Outside Nortel, the scene is one of press and analysts glancing frequently and impatiently at their watches. Inside, Nortel says it's tearing itself to pieces. And then there are the vultures.
Not to be confused with said press and analysts, the vultures are numerous other companies, from Avaya to Siemens, that have been reported to be shopping for a piece of Nortel in the expectation that they'll get themselves a networking company at a bargain price.
So what's taking so long? Nortel filed for bankruptcy protection four months ago. The rumors about who's buying what have been healthy for at least two months. In the words of Marvin the Martian, "Where's the Kaboom? There was supposed to be an Earth-shattering Kaboom!"

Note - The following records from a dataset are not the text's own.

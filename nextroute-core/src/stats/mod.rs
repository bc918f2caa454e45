//! Conservative relay to relay statistics.
//!
//! Every relay periodically reports the round trip time, jitter and packet
//! loss it measured towards the other relays ([`RelayStatsUpdate`]). For
//! each directed pair the [`StatsStore`] keeps a fixed window of history
//! and reports the worst value seen in that window. A relay pair is as
//! good as the worst of its two directions.

mod history;
mod store;

pub use self::{
    history::{History, PairStats},
    store::StatsStore,
};
use crate::{defaults::INVALID_ROUTE_VALUE, relay::RelayId};
use serde::{Deserialize, Serialize};

/// One measurement reported by a relay towards `relay_id`
#[derive(Debug, Clone, Copy, PartialEq, Serialize, Deserialize)]
pub struct RelayStatsPing {
    pub relay_id: RelayId,
    pub rtt: f32,
    pub jitter: f32,
    pub packet_loss: f32,
}

impl RelayStatsPing {
    pub fn new(relay_id: RelayId, rtt: f32, jitter: f32, packet_loss: f32) -> Self {
        Self {
            relay_id,
            rtt,
            jitter,
            packet_loss,
        }
    }
}

/// All the measurements reported by the relay `id` in one update
#[derive(Debug, Clone, Default, PartialEq, Serialize, Deserialize)]
pub struct RelayStatsUpdate {
    pub id: RelayId,
    pub ping_stats: Vec<RelayStatsPing>,
}

/// Round trip time, jitter and packet loss of a relay pair
#[derive(Debug, Clone, Copy, PartialEq, Serialize, Deserialize)]
pub struct Sample {
    pub rtt: f32,
    pub jitter: f32,
    pub packet_loss: f32,
}

impl Sample {
    /// The sample of a pair with no usable measurement.
    pub const INVALID: Self = Self {
        rtt: INVALID_ROUTE_VALUE,
        jitter: INVALID_ROUTE_VALUE,
        packet_loss: INVALID_ROUTE_VALUE,
    };

    /// Elementwise maximum of two samples.
    ///
    /// ```
    /// # use nextroute_core::Sample;
    /// let a = Sample { rtt: 10.0, jitter: 3.0, packet_loss: 0.0 };
    /// let b = Sample { rtt: 12.0, jitter: 1.0, packet_loss: 0.5 };
    /// assert_eq!(a.worst(b), Sample { rtt: 12.0, jitter: 3.0, packet_loss: 0.5 });
    /// ```
    pub fn worst(self, other: Self) -> Self {
        Self {
            rtt: self.rtt.max(other.rtt),
            jitter: self.jitter.max(other.jitter),
            packet_loss: self.packet_loss.max(other.packet_loss),
        }
    }

    /// `true` when one of the metrics holds the invalid sentinel.
    pub fn has_invalid(&self) -> bool {
        self.rtt == INVALID_ROUTE_VALUE
            || self.jitter == INVALID_ROUTE_VALUE
            || self.packet_loss == INVALID_ROUTE_VALUE
    }

    /// `true` when the sample holds real measurements within the given
    /// jitter and packet loss thresholds.
    ///
    /// A round trip time at or above [`INVALID_ROUTE_VALUE`] is never
    /// routable, it would not fit a cost.
    ///
    /// ```
    /// # use nextroute_core::Sample;
    /// let sample = Sample { rtt: 20.0, jitter: 1.0, packet_loss: 0.0 };
    /// assert!(sample.is_routable(10.0, 0.1));
    /// assert!(!sample.is_routable(0.5, 0.1));
    /// assert!(!Sample { rtt: 10000.5, ..sample }.is_routable(10.0, 0.1));
    /// assert!(!Sample::INVALID.is_routable(f32::MAX, f32::MAX));
    /// ```
    pub fn is_routable(&self, max_jitter: f32, max_packet_loss: f32) -> bool {
        self.rtt < INVALID_ROUTE_VALUE
            && !self.has_invalid()
            && self.jitter <= max_jitter
            && self.packet_loss <= max_packet_loss
    }
}

/// Statistics of one unordered relay pair, as published to analytics
#[derive(Debug, Clone, PartialEq, Serialize, Deserialize)]
pub struct PingStatsEntry {
    pub relay_a: RelayId,
    pub relay_b: RelayId,
    pub rtt: f32,
    pub jitter: f32,
    pub packet_loss: f32,
    pub routable: bool,
    pub instance_id: String,
    pub debug: bool,
}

Outsiders were looking for a little insight when Nortel announced its quarterly losses earlier this week. But despite revenue falling 37% compared to a year ago, and despite $507 million in losses, Nortel CEO Mike Zafirovski insisted that revenue has "stabilized."
Zafirovski has been criticized for his plodding approach. Obviously, he has a heck of a lot more information at his fingertips than I do, and his utmost concern has to be shareholder value, but from the outside it's hard not to wonder whether delays might work in the vultures' favor instead of Nortel's. On the other hand, the vultures probably haven't been all that generous with their offers, knowing that they have the upper hand.
In the meantime, Zafirovski indicated that Nortel continues to take the necessary steps to split out the businesses, even as it considers many different restructuring options. But after all of the hand-wringing and the number-crunching, at some point you have to just pull the trigger and hope you did the right thing.